Black Friday Lessons for Persuasion Ninjas!

According to The New York Times, an incredible $8.9 billion dollars were spent on online Black Friday bargains in the US this year. And judging by the avalanche of ads, Americans are not alone in succumbing to Black Friday fever! But ever wondered if Black Friday is good for anything apart from separating you from your hard-earned cash? Well, it’s probably no surprise to learn that Black Friday can teach you a thing or two about persuasion strategies. Indeed, a brief visit to any good shop or website will reveal some influencing “weapons” that you can also use to boost your influence with colleagues and customers.

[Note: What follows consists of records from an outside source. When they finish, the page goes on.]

use crate::addr::{self, IpKey};

/// Record produced by the traffic-control origin tagger.
pub const TC_ORIGIN_FLAG: u16 = 0b1000;

/// Record produced by an inbound (sidecar to local pod) redirect.
pub const INBOUND_FLAG: u16 = 0b0001;

/// The pre-redirect destination of a connection.
///
/// Shared by the Origin Store (cookie keyed) and the NAT Table (4-tuple
/// keyed). `port` is in host byte order.
#[repr(C)]
#[derive(Clone, Copy, Debug, PartialEq, Eq)]
pub struct OriginInfo {
    pub ip: IpKey,
    pub port: u16,
    pub flags: u16,
}

#[cfg(feature = "user")]
unsafe impl aya::Pod for OriginInfo {}

/// Which hook layer produced an [`OriginInfo`].
#[derive(Clone, Copy, Debug, PartialEq, Eq)]
pub enum Provenance {
    Connect,
    TrafficControl,
}

impl OriginInfo {
    #[inline(always)]
    pub const fn new(ip: IpKey, port: u16, flags: u16) -> Self {
        Self { ip, port, flags }
    }

    #[inline(always)]
    pub const fn outbound(ip: IpKey, port: u16) -> Self {
        Self::new(ip, port, 0)
    }

    #[inline(always)]
    pub const fn inbound(ip: IpKey, port: u16) -> Self {
        Self::new(ip, port, INBOUND_FLAG)
    }

    /// A record learned from a packet rather than from `connect`.
    #[inline(always)]
    pub fn traffic_control(raw_ipv4: u32, port: u16) -> Self {
        Self::new(addr::from_ipv4_raw(raw_ipv4), port, TC_ORIGIN_FLAG)
    }

    #[inline(always)]
    pub fn provenance(&self) -> Provenance {
        if self.flags & TC_ORIGIN_FLAG != 0 {
            Provenance::TrafficControl
        } else {
            Provenance::Connect
        }
    }

    #[inline(always)]
    pub fn is_inbound(&self) -> bool {
        self.flags & INBOUND_FLAG != 0
    }
}
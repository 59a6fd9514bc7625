use aya_ebpf::helpers::{bpf_get_current_pid_tgid, bpf_get_socket_cookie};
use aya_ebpf::programs::SockOpsContext;
use aya_ebpf::EbpfContext;
use aya_log_ebpf::{debug, info};

use meshredir_common::addr;
use meshredir_common::{Classifier, EstablishedSocket, NoResolver, Pair, Pairing, PairingOutcome};

use crate::maps;

const TCP_CONNECT_CB: u32 = 3;
const ACTIVE_ESTABLISHED_CB: u32 = 4;
const PASSIVE_ESTABLISHED_CB: u32 = 5;
const STATE_CB: u32 = 10;
const STATE_CB_FLAG: u32 = 1 << 2;
const TCP_CLOSE: u32 = 7;

pub const AF_INET: u32 = 2;
pub const AF_INET6: u32 = 10;

/// Live tuple of the socket, local end first.
#[inline(always)]
fn live_pair(ctx: &SockOpsContext) -> Option<Pair> {
    let (local, remote) = match ctx.family() {
        AF_INET => (
            addr::from_ipv4_raw(ctx.local_ip4()),
            addr::from_ipv4_raw(ctx.remote_ip4()),
        ),
        AF_INET6 => (ctx.local_ip6(), ctx.remote_ip6()),
        _ => return None,
    };
    Some(Pair::new(
        local,
        ctx.local_port() as u16,
        remote,
        u32::from_be(ctx.remote_port()) as u16,
    ))
}

#[inline(always)]
pub fn try_sockops(ctx: &SockOpsContext) -> Result<u32, u32> {
    let op = ctx.op();
    let pair = live_pair(ctx).ok_or(0u32)?;

    let pods = maps::pods();
    let processes = maps::processes();
    let origins = maps::origins();
    let nat = maps::nat();
    let sockets = maps::sockets();
    let pairing = Pairing {
        classifier: Classifier {
            pods: &pods,
            processes: &processes,
            resolver: &NoResolver,
        },
        origins: &origins,
        nat: &nat,
        sockets: &sockets,
    };

    let outcome = match op {
        TCP_CONNECT_CB => {
            let pid = (unsafe { bpf_get_current_pid_tgid() } >> 32) as u32;
            pairing.on_connect_started(pid, &pair.sip);
            return Ok(0);
        }
        ACTIVE_ESTABLISHED_CB => {
            let sock = EstablishedSocket {
                cookie: unsafe { bpf_get_socket_cookie(ctx.as_ptr()) },
                pair,
            };
            pairing.on_active_established(&sock, unsafe { &mut *ctx.ops })
        }
        PASSIVE_ESTABLISHED_CB => {
            let sock = EstablishedSocket { cookie: 0, pair };
            pairing.on_passive_established(&sock, unsafe { &mut *ctx.ops })
        }
        STATE_CB => {
            if ctx.arg(1) == TCP_CLOSE {
                pairing.on_close(&pair);
            }
            return Ok(0);
        }
        _ => return Ok(0),
    };

    match outcome {
        PairingOutcome::Ignored => {}
        PairingOutcome::Registered => {
            debug!(
                ctx,
                "paired socket {}:{}",
                pair.sport,
                pair.dport
            );
            ctx.set_cb_flags((ctx.cb_flags() | STATE_CB_FLAG) as i32)
                .map_err(|_| 0u32)?;
        }
        PairingOutcome::Fallback => {
            info!(ctx, "socket {} not paired, normal path", pair.sport);
        }
    }
    Ok(0)
}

Now’s your chance to become a persuasion ninja!

Technique 1: Social proof

Whether we’re buying basics like breakfast cereal and shampoo or more sophisticated items like computers or TVs, these days we’re spoilt for choice. Supermarkets now have over 40,000 references—that’s almost seven times the number on sale 30 years ago! And if we were to weigh up the various advantages of every single purchase, then we’d be overwhelmed by paralysis by analysis. Luckily for retailers, we have a natural tendency that helps us avoid decision-fatigue and, we think, choose the right thing. This tendency is to obey Social Proof—in other words, what do others like us buy or do in a similar situation?

A famous experiment by renowned social psychologist Roberto Cialdini showed that 48% of hotel guests obeyed a request to re-use their towel when they were told that the majority of the guests who had stayed in that room had also done so. This was a huge 30% improvement on just asking for cooperation on environmental grounds alone.

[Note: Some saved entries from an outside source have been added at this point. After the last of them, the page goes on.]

use std::net::Ipv4Addr;
use std::thread;

use crate::addr::{self, from_ip, IpKey, LOOPBACK_V4, LOOPBACK_V6};
use crate::classify::{Classifier, NoResolver};
use crate::connect::{ConnectRequest, ConnectVerdict, Interceptor};
use crate::host::{HashTable, HostMaps, HostSocket, HostSockets, LruTable};
use crate::origin::{OriginInfo, Provenance, INBOUND_FLAG, TC_ORIGIN_FLAG};
use crate::pair::{MarkTuple, Pair};
use crate::pod::{Cidr, PodConfig, POD_FLAG_INBOUND, POD_FLAG_LOOPBACK_REDIRECT};
use crate::recovery::{OriginQuery, OriginSource};
use crate::splice::{EstablishedSocket, Pairing, PairingOutcome};
use crate::table::{Table, TableRead};
use crate::tagger::{SynPacket, TagOutcome};
use crate::{NAT_TABLE_CAPACITY, SIDECAR_UID};

const APP_PID: u32 = 42;
const APP_UID: u32 = 1000;
const SIDECAR_PID: u32 = 77;

fn ip(s: &str) -> IpKey {
    from_ip(s.parse().unwrap())
}

fn raw(s: &str) -> u32 {
    u32::from_ne_bytes(s.parse::<Ipv4Addr>().unwrap().octets())
}

fn pod_ip() -> IpKey {
    ip("10.0.0.5")
}

fn dst_ip() -> IpKey {
    ip("93.184.216.34")
}

fn resolver(pid: u32) -> Option<u32> {
    match pid {
        APP_PID | SIDECAR_PID => Some(raw("10.0.0.5")),
        7 => Some(raw("10.0.0.9")),
        _ => None,
    }
}

fn maps_with_pod(config: PodConfig) -> HostMaps {
    let maps = HostMaps::new();
    maps.pods.insert(&pod_ip(), &config).unwrap();
    maps
}

fn app_connect(cookie: u64, dst: IpKey, dst_port: u16) -> ConnectRequest {
    ConnectRequest {
        cookie,
        pid: APP_PID,
        uid: APP_UID,
        dst,
        dst_port,
        src_port: 0,
    }
}

#[test]
fn outbound_connect_is_redirected_spliced_and_recovered() {
    let maps = maps_with_pod(PodConfig::default());
    let resolver = resolver;

    let verdict = maps
        .interceptor(&resolver)
        .on_connect(&app_connect(1001, dst_ip(), 443));
    assert_eq!(
        verdict,
        ConnectVerdict::Redirect {
            addr: pod_ip(),
            port: 15001
        }
    );
    let origin = OriginInfo::outbound(dst_ip(), 443);
    assert_eq!(maps.origins.get(&1001), Some(origin));
    // Not yet bound: nothing keyed by tuple until establishment.
    assert!(maps.nat.is_empty());

    let pairing = maps.pairing(&resolver);
    let app_pair = Pair::new(pod_ip(), 40000, pod_ip(), 15001);
    let app = EstablishedSocket {
        cookie: 1001,
        pair: app_pair,
    };
    assert_eq!(
        pairing.on_active_established(&app, &mut HostSocket { cookie: 1001 }),
        PairingOutcome::Registered
    );
    assert_eq!(maps.nat.get(&app_pair), Some(origin));
    let requested = Pair::new(pod_ip(), 40000, dst_ip(), 443);
    assert_eq!(maps.nat.get(&requested), Some(origin));
    assert_eq!(origin.flags, 0);

    let sidecar = EstablishedSocket {
        cookie: 2002,
        pair: app_pair.reversed(),
    };
    assert_eq!(
        pairing.on_passive_established(&sidecar, &mut HostSocket { cookie: 2002 }),
        PairingOutcome::Registered
    );
    assert_eq!(maps.sockets.splice_target(&app_pair), Some(2002));
    assert_eq!(maps.sockets.splice_target(&sidecar.pair), Some(1001));

    // The sidecar asks with the reversed tuple of the socket it accepted.
    let query = OriginQuery {
        pair: Some(sidecar.pair.reversed()),
        ..Default::default()
    };
    let recovered = maps.recovery().recover(&query).unwrap();
    assert_eq!(recovered.origin, origin);
    assert_eq!(recovered.source, OriginSource::Tuple);
    assert_eq!(recovered.origin.provenance(), Provenance::Connect);
    assert_eq!(
        addr::to_ip(&recovered.origin.ip),
        "93.184.216.34".parse::<std::net::IpAddr>().unwrap()
    );

    let by_cookie = OriginQuery {
        cookie: Some(1001),
        ..query
    };
    assert_eq!(
        maps.recovery().recover(&by_cookie).unwrap().source,
        OriginSource::Cookie
    );
}

#[test]
fn bound_socket_gets_nat_entry_at_connect() {
    let maps = maps_with_pod(PodConfig::default());
    let req = ConnectRequest {
        src_port: 40000,
        ..app_connect(5, dst_ip(), 443)
    };
    maps.interceptor(&resolver).on_connect(&req);

    let origin = OriginInfo::outbound(dst_ip(), 443);
    let live = Pair::new(pod_ip(), 40000, pod_ip(), 15001);
    let requested = Pair::new(pod_ip(), 40000, dst_ip(), 443);
    assert_eq!(maps.nat.get(&live), Some(origin));
    assert_eq!(maps.nat.get(&requested), Some(origin));
    assert_eq!(maps.nat.len(), 2);
}

#[test]
fn recovery_is_idempotent() {
    let maps = maps_with_pod(PodConfig::default());
    let req = ConnectRequest {
        src_port: 40000,
        ..app_connect(5, dst_ip(), 443)
    };
    maps.interceptor(&resolver).on_connect(&req);

    let query = OriginQuery {
        cookie: Some(5),
        pair: Some(Pair::new(pod_ip(), 40000, pod_ip(), 15001)),
        mark: None,
    };
    let first = maps.recovery().recover(&query);
    let second = maps.recovery().recover(&query);
    assert!(first.is_some());
    assert_eq!(first, second);
}

#[test]
fn unregistered_process_passes_through_untouched() {
    let maps = maps_with_pod(PodConfig::default());
    let req = ConnectRequest {
        pid: 7,
        src_port: 40000,
        ..app_connect(9, dst_ip(), 443)
    };
    assert_eq!(
        maps.interceptor(&resolver).on_connect(&req),
        ConnectVerdict::PassThrough
    );
    assert!(maps.origins.is_empty());
    assert!(maps.nat.is_empty());

    let unknown = ConnectRequest {
        pid: 8,
        ..req
    };
    assert_eq!(
        maps.interceptor(&resolver).on_connect(&unknown),
        ConnectVerdict::PassThrough
    );
    let query = OriginQuery {
        cookie: Some(9),
        ..Default::default()
    };
    assert_eq!(maps.recovery().recover(&query), None);
}

#[test]
fn loopback_destination_passes_through() {
    let maps = maps_with_pod(PodConfig::default());
    for dst in [LOOPBACK_V4, LOOPBACK_V6, ip("127.1.2.3")] {
        assert_eq!(
            maps.interceptor(&resolver).on_connect(&app_connect(1, dst, 80)),
            ConnectVerdict::PassThrough
        );
    }
    assert!(maps.origins.is_empty());
}

#[test]
fn learned_address_needs_no_slow_path() {
    let maps = maps_with_pod(PodConfig::default());
    assert_eq!(
        maps.interceptor(&NoResolver)
            .on_connect(&app_connect(1, dst_ip(), 443)),
        ConnectVerdict::PassThrough
    );

    assert!(maps.pairing(&NoResolver).on_connect_started(APP_PID, &pod_ip()));
    assert_eq!(
        maps.interceptor(&NoResolver)
            .on_connect(&app_connect(2, dst_ip(), 443)),
        ConnectVerdict::Redirect {
            addr: pod_ip(),
            port: 15001
        }
    );
}

#[test]
fn sidecar_own_connections_are_not_looped() {
    let maps = maps_with_pod(PodConfig::default());
    let req = ConnectRequest {
        pid: SIDECAR_PID,
        uid: SIDECAR_UID,
        ..app_connect(3, dst_ip(), 443)
    };
    assert_eq!(
        maps.interceptor(&resolver).on_connect(&req),
        ConnectVerdict::PassThrough
    );

    // An application dialing its own sidecar directly.
    assert_eq!(
        maps.interceptor(&resolver)
            .on_connect(&app_connect(4, pod_ip(), 15001)),
        ConnectVerdict::PassThrough
    );
    assert!(maps.origins.is_empty());
}

#[test]
fn sidecar_to_local_pod_takes_inbound_shortcut() {
    let maps = maps_with_pod(PodConfig::default());
    let peer = ip("10.0.0.7");
    let mut inbound = PodConfig::default();
    inbound.flags = POD_FLAG_INBOUND;
    inbound.exclude_in_ports[0] = 9090;
    maps.pods.insert(&peer, &inbound).unwrap();

    let req = ConnectRequest {
        pid: SIDECAR_PID,
        uid: SIDECAR_UID,
        ..app_connect(11, peer, 8080)
    };
    assert_eq!(
        maps.interceptor(&resolver).on_connect(&req),
        ConnectVerdict::Redirect {
            addr: peer,
            port: 15003
        }
    );
    let origin = maps.origins.get(&11).unwrap();
    assert_eq!(origin.flags, INBOUND_FLAG);
    assert!(origin.is_inbound());
    assert_eq!((origin.ip, origin.port), (peer, 8080));

    let excluded = ConnectRequest {
        cookie: 12,
        dst_port: 9090,
        ..req
    };
    assert_eq!(
        maps.interceptor(&resolver).on_connect(&excluded),
        ConnectVerdict::PassThrough
    );

    // Pods without the inbound flag are left alone.
    let to_self = ConnectRequest {
        cookie: 13,
        dst: pod_ip(),
        ..req
    };
    assert_eq!(
        maps.interceptor(&resolver).on_connect(&to_self),
        ConnectVerdict::PassThrough
    );
}

#[test]
fn sidecar_does_not_shortcut_into_its_own_pod() {
    let mut config = PodConfig::default();
    config.flags = POD_FLAG_INBOUND;
    let maps = maps_with_pod(config);
    let req = ConnectRequest {
        pid: SIDECAR_PID,
        uid: SIDECAR_UID,
        ..app_connect(14, pod_ip(), 8080)
    };
    assert_eq!(
        maps.interceptor(&resolver).on_connect(&req),
        ConnectVerdict::PassThrough
    );
}

#[test]
fn exclusions_bypass_the_sidecar() {
    let mut config = PodConfig::default();
    config.exclude_out_ports[0] = 3306;
    config.exclude_out_ranges[0] = Cidr::new(ip("169.254.169.254"), 128);
    let maps = maps_with_pod(config);
    let interceptor = maps.interceptor(&resolver);

    assert_eq!(
        interceptor.on_connect(&app_connect(1, dst_ip(), 3306)),
        ConnectVerdict::PassThrough
    );
    assert_eq!(
        interceptor.on_connect(&app_connect(2, ip("169.254.169.254"), 80)),
        ConnectVerdict::PassThrough
    );
    assert!(maps.origins.is_empty());
    assert!(matches!(
        interceptor.on_connect(&app_connect(3, dst_ip(), 80)),
        ConnectVerdict::Redirect { .. }
    ));
}

#[test]
fn include_ranges_limit_interception() {
    let mut config = PodConfig::default();
    config.include_out_ranges[0] = Cidr::new(ip("10.0.0.0"), 96 + 8);
    let maps = maps_with_pod(config);
    let interceptor = maps.interceptor(&resolver);

    assert_eq!(
        interceptor.on_connect(&app_connect(1, dst_ip(), 443)),
        ConnectVerdict::PassThrough
    );
    assert!(matches!(
        interceptor.on_connect(&app_connect(2, ip("10.1.2.3"), 443)),
        ConnectVerdict::Redirect { .. }
    ));
}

So, what is going on here? Researchers explain that most human beings feel an innate need to fit in—we feel safer going along with the crowd, especially when we are in an unfamiliar situation or admire the person or social group in question. That’s why Influencers wield such enormous power over teenage spending habits. Or why Amazon points out that “people who bought X also bought Y”. And why salespeople tell you, “There’s not much demand for the game you’re asking for, but TikTok is really going mad over this other one. I bought it for my children and they really love it!”

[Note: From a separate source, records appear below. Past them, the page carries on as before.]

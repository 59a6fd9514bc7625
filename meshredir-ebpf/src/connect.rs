use aya_ebpf::helpers::{bpf_get_current_pid_tgid, bpf_get_current_uid_gid, bpf_get_socket_cookie};
use aya_ebpf::programs::SockAddrContext;
use aya_ebpf::EbpfContext;
use aya_log_ebpf::debug;

use meshredir_common::addr;
use meshredir_common::{
    AddressResolver, Classifier, ConnectRequest, ConnectVerdict, Interceptor, IpKey,
};

use crate::maps;

const ALLOW: i32 = 1;

/// Slow path for a process the classifier has not seen yet: the socket's
/// own source address, when it is already bound.
struct BoundSource(u32);

impl AddressResolver for BoundSource {
    #[inline(always)]
    fn resolve(&self, _pid: u32) -> Option<u32> {
        (self.0 != 0).then_some(self.0)
    }
}

#[inline(always)]
fn bound_source(ctx: &SockAddrContext) -> (u32, u16) {
    let sk = unsafe { (*ctx.sock_addr).__bindgen_anon_1.sk };
    if sk.is_null() {
        return (0, 0);
    }
    unsafe { ((*sk).src_ip4, (*sk).src_port as u16) }
}

#[inline(always)]
fn intercept(ctx: &SockAddrContext, dst: IpKey, dst_port: u16) -> ConnectVerdict {
    let (src_ip4, src_port) = bound_source(ctx);
    let req = ConnectRequest {
        cookie: unsafe { bpf_get_socket_cookie(ctx.as_ptr()) },
        pid: (unsafe { bpf_get_current_pid_tgid() } >> 32) as u32,
        uid: unsafe { bpf_get_current_uid_gid() } as u32,
        dst,
        dst_port,
        src_port,
    };

    let pods = maps::pods();
    let processes = maps::processes();
    let origins = maps::origins();
    let nat = maps::nat();
    let resolver = BoundSource(src_ip4);
    let interceptor = Interceptor {
        classifier: Classifier {
            pods: &pods,
            processes: &processes,
            resolver: &resolver,
        },
        origins: &origins,
        nat: &nat,
    };

    let verdict = interceptor.on_connect(&req);
    if let ConnectVerdict::Redirect { port, .. } = verdict {
        debug!(
            ctx,
            "connect pid {} uid {} to port {} redirected to {}",
            req.pid,
            req.uid,
            dst_port,
            port
        );
    }
    verdict
}

#[inline(always)]
pub fn try_connect4(ctx: &SockAddrContext) -> Result<i32, i32> {
    let sock_addr = ctx.sock_addr;
    let (dst, user_port) = unsafe { ((*sock_addr).user_ip4, (*sock_addr).user_port) };

    match intercept(ctx, addr::from_ipv4_raw(dst), u16::from_be(user_port as u16)) {
        ConnectVerdict::PassThrough => Ok(ALLOW),
        ConnectVerdict::Redirect { addr: target, port } => {
            let raw = addr::ipv4_raw(&target).ok_or(ALLOW)?;
            unsafe {
                (*sock_addr).user_ip4 = raw;
                (*sock_addr).user_port = port.to_be() as u32;
            }
            Ok(ALLOW)
        }
    }
}

#[inline(always)]
pub fn try_connect6(ctx: &SockAddrContext) -> Result<i32, i32> {
    let sock_addr = ctx.sock_addr;
    let (dst, user_port) = unsafe { ((*sock_addr).user_ip6, (*sock_addr).user_port) };

    match intercept(ctx, dst, u16::from_be(user_port as u16)) {
        ConnectVerdict::PassThrough => Ok(ALLOW),
        ConnectVerdict::Redirect { addr: target, port } => {
            unsafe {
                (*sock_addr).user_ip6 = target;
                (*sock_addr).user_port = port.to_be() as u32;
            }
            Ok(ALLOW)
        }
    }
}
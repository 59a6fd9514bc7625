#![cfg_attr(not(any(test, feature = "user")), no_std)]

pub mod addr;
pub mod classify;
pub mod connect;
pub mod origin;
pub mod pair;
pub mod pod;
pub mod recovery;
pub mod splice;
pub mod table;
pub mod tagger;

#[cfg(any(test, feature = "user"))]
pub mod host;

#[cfg(test)]
mod tests;

pub use addr::IpKey;
pub use classify::{AddressResolver, Classifier, NoResolver};
pub use connect::{ConnectRequest, ConnectVerdict, Interceptor};
pub use origin::{OriginInfo, Provenance, INBOUND_FLAG, TC_ORIGIN_FLAG};
pub use pair::{MarkTuple, Pair};
pub use pod::{Cidr, PodConfig, POD_FLAG_INBOUND, POD_FLAG_LOOPBACK_REDIRECT};
pub use recovery::{OriginQuery, OriginSource, Recovered, Recovery};
pub use splice::{EstablishedSocket, Pairing, PairingOutcome};
pub use table::{SocketTable, Table, TableError, TableRead};
pub use tagger::{SynPacket, TagOutcome, Tagger};

pub const ORIGIN_STORE: &str = "ORIGIN_STORE";
pub const POD_REGISTRY: &str = "POD_REGISTRY";
pub const PROCESS_ADDRS: &str = "PROCESS_ADDRS";
pub const NAT_TABLE: &str = "NAT_TABLE";
pub const SOCK_PAIRS: &str = "SOCK_PAIRS";
pub const MARK_TUPLES: &str = "MARK_TUPLES";

pub const ORIGIN_STORE_CAPACITY: u32 = 65535;
pub const POD_REGISTRY_CAPACITY: u32 = 65535;
pub const PROCESS_ADDRS_CAPACITY: u32 = 1024;
pub const NAT_TABLE_CAPACITY: u32 = 65535;
pub const SOCK_PAIRS_CAPACITY: u32 = 65535;
pub const MARK_TUPLES_CAPACITY: u32 = 65535;

/// uid the sidecar proxy runs as. Its own connections are never sent back
/// into a sidecar.
pub const SIDECAR_UID: u32 = 1500;

pub const DEFAULT_OUTBOUND_PORT: u16 = 15001;
pub const DEFAULT_INBOUND_PORT: u16 = 15003;

pub const SOL_IP: i32 = 0;
pub const SO_ORIGINAL_DST: i32 = 80;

How can you apply the Social Proof principle?

When talking to colleagues and clients try to find things in common and use their vocabulary to create a sense of similarity and connection! When selling an idea, make sure to mention how other (similar, admired) internal customers or stakeholders were in a similar situation and explain how your suggestion helped them.

Technique 2: Scarcity

Last Days, Final Offer, Today Only…All these sales slogans play on our ancestral fear of missing out on valuable resources and maybe losing them to a competitor. In short, the more difficult something is to obtain, the more we tend to value it. We all marvel at the long waiting lists to get into exclusive restaurants, buy limited edition handbags, or even the undignified fighting over toilet rolls—all triggered by the scarcity response. Salespeople using the scarcity “weapon” will often invoke a special offer that ends today, an exclusive offer limited to premium customers, or even one that requires special management approval, to push us to buy. “What?! 55 people bought this EasyJet flight today and now only four seats are left at this price? I’ll take all four right now!”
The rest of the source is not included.